Open both UIs side-by-side:

  • Mac Studio: http://127.0.0.1:8384
  • Proxmox (hub): http://192.168.8.221:8384
  • MacBook: http://127.0.0.1:8384 on the MacBook itself, or via ssh -L 8385:127.0.0.1:8384 macbook from Studio

Check:

Indicator Meaning
Folder shows “Out of Sync” Real sync work pending; let it run (or kick it)
Folder shows “Up to Date” on both ends but file is missing .stignore is filtering the file β€” check
One device offline Bring it online or wait
Folder shows huge queue size on one end Probably blocked behind an excluded path that previously synced
`.stignore` check

~/Sync/ED/.stignore excludes large subtrees from syncing (life_archive/data/, homelab/paperless-ngx/, etc.).
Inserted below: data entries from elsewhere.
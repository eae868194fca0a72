//! Frontend-level error plumbing: the 404 fallback and turning an
//! authentication rejection into a response.

use axum::http::StatusCode;
use axum::response::{IntoResponse, Response};
use tracing::instrument;

use crate::consumer::AuthRejection;
use crate::jsonrpc::{error_response, JsonRpcId};

impl IntoResponse for AuthRejection {
    fn into_response(self) -> Response {
        let body = error_response(-32000, self.message, &JsonRpcId::null());
        let mut response = (self.status, body).into_response();
        response
            .headers_mut()
            .insert("content-type", "application/json".parse().unwrap());
        response
    }
}

#[instrument(level = "trace")]
pub async fn handler_404() -> Response {
    let body = error_response(-32601, "not found", &JsonRpcId::null());
    let mut response = (StatusCode::NOT_FOUND, body).into_response();
    response
        .headers_mut()
        .insert("content-type", "application/json".parse().unwrap());
    response
}
//! Redis-backed circuit breaker, sliding-window CU limiter, and monthly
//! quota enforcer. Everything that touches Redis for the gateway core lives
//! here so the breaker can wrap every call the same way.

pub mod circuit_breaker;
pub mod errors;
pub mod monthly_quota;
pub mod sliding_window;

pub use bb8;
pub use bb8_redis;
pub use redis;

pub use circuit_breaker::{CircuitBreaker, CircuitBreakerConfig, CircuitOutcome, CircuitState};
pub use errors::RedisErrorSink;
pub use monthly_quota::{MonthlyQuotaOutcome, MonthlyQuotaScript};
pub use sliding_window::{SlidingWindowOutcome, SlidingWindowRateLimiter};

use bb8_redis::RedisConnectionManager;
use std::time::Duration;

pub type RedisPool = bb8::Pool<RedisConnectionManager>;
pub type RedisPoolError = bb8::RunError<redis::RedisError>;

/// Bundles the pool with the breaker and the two script runners so callers
/// don't have to wire the three together at every call site.
pub struct RedisRateLimiter {
    pub pool: RedisPool,
    pub breaker: CircuitBreaker,
    pub sliding_window: SlidingWindowRateLimiter,
    pub monthly_quota: MonthlyQuotaScript,
    /// `host:port`, used as the circuit breaker's per-endpoint key.
    pub endpoint: String,
}

impl RedisRateLimiter {
    pub async fn new(redis_url: &str, max_size: u32) -> anyhow::Result<Self> {
        let manager = RedisConnectionManager::new(redis_url)?;

        let pool = bb8::Pool::builder()
            .max_size(max_size)
            .min_idle(Some(1))
            .idle_timeout(Some(Duration::from_secs(10)))
            .connection_timeout(Duration::from_millis(1000))
            .error_sink(Box::new(RedisErrorSink))
            .build(manager)
            .await?;

        Ok(Self {
            pool,
            breaker: CircuitBreaker::new(CircuitBreakerConfig::default()),
            sliding_window: SlidingWindowRateLimiter::new(),
            monthly_quota: MonthlyQuotaScript::new(),
            endpoint: endpoint_of(redis_url),
        })
    }
}

/// Best-effort `host:port` extraction for breaker bookkeeping; falls back to
/// the raw URL if it doesn't parse cleanly (still a valid, if ugly, key).
fn endpoint_of(redis_url: &str) -> String {
    url::Url::parse(redis_url)
        .ok()
        .and_then(|u| {
            let host = u.host_str()?.to_string();
            let port = u.port_or_known_default().unwrap_or(6379);
            Some(format!("{host}:{port}"))
        })
        .unwrap_or_else(|| redis_url.to_string())
}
If a file you want isn’t replicating, it might be under an excluded path.

cat ~/Sync/ED/.stignore

# Confirm whether a specific path is excluded
syncthing cli --home="$HOME/Library/Application Support/Syncthing" check ignore ~/Sync/ED/relative/path/to/file
# OR, simpler: just see if the file's parent is in stignore

To add an exclusion (e.g., a new bloat source):

# Edit ~/Sync/ED/.stignore β€” add the relative path (no leading slash)
echo 'new/bloat/path' >> ~/Sync/ED/.stignore
# Syncthing watches .stignore and reloads automatically

To remove an exclusion: edit the file, save. Next scan will pick up the previously-excluded content.

Force a rescan

When Syncthing thinks everything’s in sync but a file is clearly missing, force a rescan on the source device:

# Find the folder ID in the Syncthing UI URL or via the API
SYNC_API="$(grep -oE '<apikey>[^<]+' ~/Library/Application\ Support/Syncthing/config.xml | head -1 | sed 's/<apikey>//')"
curl -s -X POST -H "X-API-Key: $SYNC_API" 'http://localhost:8384/rest/db/scan?folder=<folder-id>'

For the Studio’s claude-ed folder, the typical sequence after a heavy-edit session is:

# Trigger rescan, then wait a minute and check that Proxmox picked it up
launchctl kickstart -k gui/$(id -u)/com.beedifferent.syncthing  # restart Syncthing if its index is stuck
Conflict files

If both devices edited the same file while disconnected, Syncthing keeps both as conflict copies. Find them:

find ~/Sync/ED -name '*.sync-conflict-*' | head -20

Resolve: review each, pick the right version, delete the loser, let Syncthing replicate the winner.